The Best Thing I Never Had: Not Getting What You Think You Want
When our default position is to wonder what’s wrong with us and to blame not getting what we want on not being “good enough”, we may act as if our process is ‘right’ and we are ‘wrong’. You may be so consumed by the result that ‘should’ have happened that you remain heavily invested in the outcome that you think that you want. This isn’t just about the beliefs attached to choices, but also because the alternative to that investment is change. The prospect of change may be a unfamiliar unknown, which takes you away from the uncomfortable comfort zone where we get to give ourselves a hard time with a narrative focused on what is wrong with us.
Sometimes it’s about the process, sometimes it’s about the result and sometimes it may be about both. What it is never about is our ‘worth’. It’s not that a more worthwhile and good enough person could have pulled off what we wanted. Sometimes the ‘wrong’ result may be the right one. We often conveniently forget about how sometimes what feels so ‘right’ can actually be so wrong. If that’s the case, whilst what has/has not happened may not make sense right now, the blessing in disguise will be revealed a little further down the line.
Time and space provide clarity and objectivity, as long as we’re not still doing the same things and getting the same or even worse results – in terms of relationships, this is Relationship Insanity. When we become aware of those blessings in disguise, if we’re open to learning positively from the insights, we gain from our experiences and we become aware and appreciative of better things that are happening to us.
Recently, a client felt devastated when an affair that she was invested in did not work out. She felt unlovable and not good enough. Even after she had ended it, he kept pursuing her, professing how right they were for each other and how wrong she was…whilst his ‘situation’ remained the same. Actually, it was absolutely the right thing that he didn’t leave and once she recognised this, she lost her attachment to that predicted outcome and addressed the issues that contributed to her even being in that situation.

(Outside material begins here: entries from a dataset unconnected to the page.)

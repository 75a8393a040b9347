//! System tree construction.
//!
//! A system tree is the unpacked root filesystem of a built artifact,
//! materialized in a fresh temporary directory under the cluster workspace
//! and stamped with a deployment metadata file before any extension runs.
//!
//! If anything fails after the directory is created, the directory is
//! removed before the error propagates: no partial trees are left behind.

use std::fs::File;
use std::io::{BufReader, Read, Seek, SeekFrom};
use std::path::{Path, PathBuf};

use scopeguard::ScopeGuard;

use crate::domain::cluster::DeploymentRequest;
use crate::domain::errors::DeployError;
use crate::domain::metadata::{
    DefinitionsVersion, DeploymentMetadata, ToolVersion, METADATA_RELATIVE_PATH,
};
use crate::infrastructure::artifact_cache::ResolvedArtifact;
use crate::report::{StatusContext, StatusReporter};

/// An unpacked system tree awaiting configuration.
///
/// The orchestrator invocation that created the tree owns it and removes it
/// when its deployment scope ends; subsystem recursion borrows the path as
/// a mount parent in between.
#[derive(Debug)]
pub struct SystemTree {
    path: PathBuf,
}

impl SystemTree {
    pub fn path(&self) -> &Path {
        &self.path
    }
}

/// Builds system trees from cached artifact tarballs.
pub struct SystemTreeBuilder {
    definitions_version: DefinitionsVersion,
    tool_version: ToolVersion,
}

impl SystemTreeBuilder {
    pub fn new(definitions_version: DefinitionsVersion, tool_version: ToolVersion) -> Self {
        Self {
            definitions_version,
            tool_version,
        }
    }

    /// Unpack `tarball` into a fresh directory under `workspace` and write
    /// the deployment metadata record into it.
    pub async fn build(
        &self,
        workspace: &Path,
        artifact: &ResolvedArtifact,
        tarball: &Path,
        request: &DeploymentRequest,
        context: &StatusContext,
        reporter: &dyn StatusReporter,
    ) -> Result<SystemTree, DeployError> {
        let tree_dir = tempfile::Builder::new()
            .prefix("system.")
            .tempdir_in(workspace)?
            .keep();

        // Remove the tree on any failure below; disarmed on success.
        let guard = scopeguard::guard(tree_dir, |dir| {
            let _ = std::fs::remove_dir_all(&dir);
        });

        reporter.status(context, "Unpacking system for configuration");
        unpack_artifact(tarball, &guard).await?;
        reporter.status(
            context,
            &format!("System unpacked at {}", guard.display()),
        );

        reporter.status(context, "Writing deployment metadata file");
        let metadata = DeploymentMetadata::build(
            &artifact.name,
            self.definitions_version.clone(),
            self.tool_version.clone(),
            &request.extension_type,
            &request.location,
            &request.env,
        );
        write_metadata(&guard, &metadata)?;

        Ok(SystemTree {
            path: ScopeGuard::into_inner(guard),
        })
    }
}

/// Unpack a (possibly gzip-compressed) tar archive into `dest`.
async fn unpack_artifact(tarball: &Path, dest: &Path) -> Result<(), DeployError> {
    let tarball = tarball.to_path_buf();
    let dest = dest.to_path_buf();
    tokio::task::spawn_blocking(move || -> Result<(), DeployError> {
        let mut file = File::open(&tarball)?;
        let mut magic = [0u8; 2];
        let compressed = matches!(file.read(&mut magic), Ok(2) if magic == [0x1f, 0x8b]);
        file.seek(SeekFrom::Start(0))?;

        let reader: Box<dyn Read> = if compressed {
            Box::new(flate2::read::GzDecoder::new(BufReader::new(file)))
        } else {
            Box::new(BufReader::new(file))
        };
        let mut archive = tar::Archive::new(reader);
        archive.set_preserve_permissions(true);
        archive.unpack(&dest)?;
        Ok(())
    })
    .await
    .map_err(|e| DeployError::Other(e.into()))?
}

/// Write the metadata record at its fixed path with
/// write-to-temp-then-rename semantics, so a partial record is never
/// observable at the target path.
fn write_metadata(tree: &Path, metadata: &DeploymentMetadata) -> Result<(), DeployError> {
    let target = tree.join(METADATA_RELATIVE_PATH);
    let parent = target
        .parent()
        .ok_or_else(|| anyhow::anyhow!("metadata path has no parent directory"))?;
    std::fs::create_dir_all(parent)?;

    let json = metadata
        .to_json()
        .map_err(|e| DeployError::Other(e.into()))?;
    let mut staged = tempfile::NamedTempFile::new_in(parent)?;
    std::io::Write::write_all(&mut staged, json.as_bytes())?;
    staged
        .persist(&target)
        .map_err(|e| DeployError::Io(e.error))?;
    Ok(())
}
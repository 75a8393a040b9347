// Copyright (c) 2026 sysforge contributors
// SPDX-License-Identifier: GPL-2.0

//! Cluster deployment and upgrade commands
//!
//! Both commands take the cluster morphology path followed by trailing
//! arguments that mix two kinds of values: deployment ids selecting a
//! subset of the cluster, then `ID.KEY=VALUE` environment overrides.
//! Leading arguments that exactly match a deployment id are the selection;
//! the first argument that does not ends it, and everything from there on
//! is an override pair.

use anyhow::{Context, Result};
use clap::Args;
use colored::Colorize;
use std::path::PathBuf;
use std::sync::Arc;

use sysforge_core::application::{DeployConfig, DeploymentOrchestrator};
use sysforge_core::domain::units::parse_size;
use sysforge_core::infrastructure::cluster_parser::sanitize_morphology_path;
use sysforge_core::infrastructure::{
    ClusterParser, FilesystemRemoteCache, MorphologyArtifactResolver, RemoteArtifactCache,
};
use sysforge_core::report::{StatusContext, StatusReporter};
use sysforge_core::ClusterSpec;

#[derive(Args)]
pub struct DeployCommand {
    /// Cluster morphology path within the definitions repository
    #[arg(value_name = "CLUSTER")]
    pub cluster: String,

    /// Deployment ids to deploy (default: all), then ID.KEY=VALUE overrides
    #[arg(value_name = "ARGS", trailing_var_arg = true)]
    pub args: Vec<String>,
}

/// Global options shared by `deploy` and `upgrade`.
pub struct Settings {
    pub repo: PathBuf,
    pub cache_dir: PathBuf,
    pub remote_cache: Option<PathBuf>,
    pub tempdir: Option<PathBuf>,
    pub tempdir_min_space: String,
    pub bundled_extensions: Option<PathBuf>,
}

pub async fn handle_command(
    command: DeployCommand,
    settings: Settings,
    upgrade: bool,
) -> Result<()> {
    let cluster_path = settings
        .repo
        .join(sanitize_morphology_path(&command.cluster));
    let cluster = ClusterParser::parse_file(&cluster_path)
        .with_context(|| format!("failed to load cluster {}", cluster_path.display()))?;

    let (selection, overrides) = partition_args(&cluster, &command.args);

    let min_free_space = parse_size(&settings.tempdir_min_space)
        .with_context(|| {
            format!(
                "cannot parse --tempdir-min-space '{}'",
                settings.tempdir_min_space
            )
        })?;

    let config = DeployConfig {
        repo_root: settings.repo.clone(),
        cache_dir: settings.cache_dir,
        tempdir_root: settings.tempdir.unwrap_or_else(std::env::temp_dir),
        min_free_space,
        upgrade,
        bundled_extensions: settings.bundled_extensions,
    };

    let resolver = Arc::new(MorphologyArtifactResolver::new(&settings.repo));
    let remote: Option<Arc<dyn RemoteArtifactCache>> = settings
        .remote_cache
        .map(|root| Arc::new(FilesystemRemoteCache::new(root)) as Arc<dyn RemoteArtifactCache>);
    let reporter = Arc::new(ConsoleReporter);

    let orchestrator = DeploymentOrchestrator::new(config, resolver, remote, reporter)?;
    orchestrator
        .deploy_cluster(&cluster, &selection, &overrides)
        .await?;

    println!("{}", "Finished deployment".green());
    Ok(())
}

/// Split the trailing arguments into the deployment selection and the
/// override pairs. The selection is the longest leading run of arguments
/// that are deployment ids of the cluster.
fn partition_args(cluster: &ClusterSpec, args: &[String]) -> (Vec<String>, Vec<String>) {
    let known = cluster.deployment_ids();
    let selection: Vec<String> = args
        .iter()
        .take_while(|arg| known.contains(arg.as_str()))
        .cloned()
        .collect();
    let overrides = args[selection.len()..].to_vec();
    (selection, overrides)
}

/// Reporter that prints progress straight to stdout.
struct ConsoleReporter;

impl StatusReporter for ConsoleReporter {
    fn status(&self, context: &StatusContext, message: &str) {
        if context.prefix().is_empty() {
            println!("{message}");
        } else {
            println!("{} {message}", context.prefix().dimmed());
        }
    }
}
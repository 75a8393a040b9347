// Copyright (c) 2026 sysforge contributors
// SPDX-License-Identifier: GPL-2.0

pub mod cluster;
pub mod environment;
pub mod errors;
pub mod metadata;
pub mod units;

pub use cluster::{ClusterSpec, DeploymentRequest, SystemEntry};
pub use errors::DeployError;
pub use metadata::{DefinitionsVersion, DeploymentMetadata, ToolVersion};
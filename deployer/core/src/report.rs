//! Operator-facing progress reporting.
//!
//! Progress messages carry a nesting context (`[system][deployment]`)
//! built up as the orchestrator recurses. The context is an explicit value
//! threaded through the call chain: each scope derives a child context and
//! the parent's value is untouched, so there is no shared prefix state to
//! save and restore.

use tracing::info;

/// Nesting context for status messages.
#[derive(Debug, Clone, Default)]
pub struct StatusContext {
    prefix: String,
}

impl StatusContext {
    /// Context for the top of a cluster deployment.
    pub fn root() -> Self {
        Self::default()
    }

    /// Derive a child context labelled with one more scope.
    pub fn child(&self, label: &str) -> Self {
        Self {
            prefix: format!("{}[{}]", self.prefix, label),
        }
    }

    pub fn prefix(&self) -> &str {
        &self.prefix
    }
}

/// Sink for operator-facing progress messages.
pub trait StatusReporter: Send + Sync {
    fn status(&self, context: &StatusContext, message: &str);
}

/// Reporter that forwards progress to the tracing subscriber.
#[derive(Debug, Default)]
pub struct LogReporter;

impl StatusReporter for LogReporter {
    fn status(&self, context: &StatusContext, message: &str) {
        if context.prefix().is_empty() {
            info!("{message}");
        } else {
            info!("{} {message}", context.prefix());
        }
    }
}

#[cfg(test)]
mod tests {
    use super::*;

    #[test]
    fn child_contexts_nest_without_mutating_parent() {
        let root = StatusContext::root();
        let system = root.child("systems/base.morph");
        let deployment = system.child("host1");

        assert_eq!(root.prefix(), "");
        assert_eq!(system.prefix(), "[systems/base.morph]");
        assert_eq!(deployment.prefix(), "[systems/base.morph][host1]");
    }
}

We can not have unhealthy habits of thinking and behaviour and expect to bask in the rewards of healthier habits. Equally, sometimes we can be misappropriating of our energies if we keep trying to make people (who are reluctant to) meet us in a mutual capacity, to love and appreciate us, or to change their ways. Sometimes, we have to take a big enough step back to see that a situation isn’t worthy of us.
Many people left feeling devastated by not getting what they think they want end up gradually ‘reclaiming’ and being their true selves because these situations often provide an opportunity to rebuild their lives in a way that they prefer.
When the way in which you’re thinking and behaving doesn’t produce the desired results, it is never, ever about your worth. By all means, reflect on you process and the results you have gotten. Moreover, it is also worth remembering, you cannot control the uncontrollable or make a silk purse out of a pig’s ear.